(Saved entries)
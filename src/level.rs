//! Test room: floor, walls, platforms and a low tunnel that forces a crouch.

use avian2d::prelude::*;
use bevy::prelude::*;

use crate::movement::{GameLayer, Ground};

const FLOOR_TOP: f32 = -180.0;
/// Clearance under the tunnel roof; taller than a crouch, shorter than standing.
const TUNNEL_CLEARANCE: f32 = 27.0;

pub struct LevelPlugin;

impl Plugin for LevelPlugin {
    fn build(&self, app: &mut App) {
        app.add_systems(Startup, spawn_test_room);
    }
}

#[derive(Debug, Clone, Copy)]
struct Block {
    center: Vec2,
    size: Vec2,
    color: Color,
}

fn spawn_test_room(mut commands: Commands) {
    let wall_color = Color::srgb(0.3, 0.3, 0.4);
    let ground_color = Color::srgb(0.4, 0.5, 0.4);
    let platform_color = Color::srgb(0.5, 0.4, 0.3);

    let blocks = [
        // Floor
        Block {
            center: Vec2::new(0.0, FLOOR_TOP - 20.0),
            size: Vec2::new(800.0, 40.0),
            color: ground_color,
        },
        // Left wall
        Block {
            center: Vec2::new(-420.0, 50.0),
            size: Vec2::new(40.0, 500.0),
            color: wall_color,
        },
        // Right wall
        Block {
            center: Vec2::new(420.0, 50.0),
            size: Vec2::new(40.0, 500.0),
            color: wall_color,
        },
        // Platform 1 - left side
        Block {
            center: Vec2::new(-250.0, -50.0),
            size: Vec2::new(150.0, 20.0),
            color: platform_color,
        },
        // Platform 2 - center, higher
        Block {
            center: Vec2::new(-20.0, 40.0),
            size: Vec2::new(120.0, 20.0),
            color: platform_color,
        },
        // Tunnel roof
        Block {
            center: Vec2::new(200.0, FLOOR_TOP + TUNNEL_CLEARANCE + 30.0),
            size: Vec2::new(200.0, 60.0),
            color: wall_color,
        },
    ];

    // Walls share the ground layer so the head probe sees every solid surface
    let ground_layers =
        CollisionLayers::new(GameLayer::Ground, [GameLayer::Player, GameLayer::Default]);

    for block in blocks {
        commands.spawn((
            Ground,
            Sprite {
                color: block.color,
                custom_size: Some(block.size),
                ..default()
            },
            Transform::from_translation(block.center.extend(0.0)),
            RigidBody::Static,
            Collider::rectangle(block.size.x, block.size.y),
            ground_layers,
        ));
    }

    info!("Spawned test room with {} blocks", blocks.len());
}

▶ **WORK TASK**:
Find "for block in" in the entries above, then repeat its line and all lines after it exactly, down to the last line.

▶ **FINAL ANSWER**:
    for block in blocks {
        commands.spawn((
            Ground,
            Sprite {
                color: block.color,
                custom_size: Some(block.size),
                ..default()
            },
            Transform::from_translation(block.center.extend(0.0)),
            RigidBody::Static,
            Collider::rectangle(block.size.x, block.size.y),
            ground_layers,
        ));
    }

    info!("Spawned test room with {} blocks", blocks.len());
}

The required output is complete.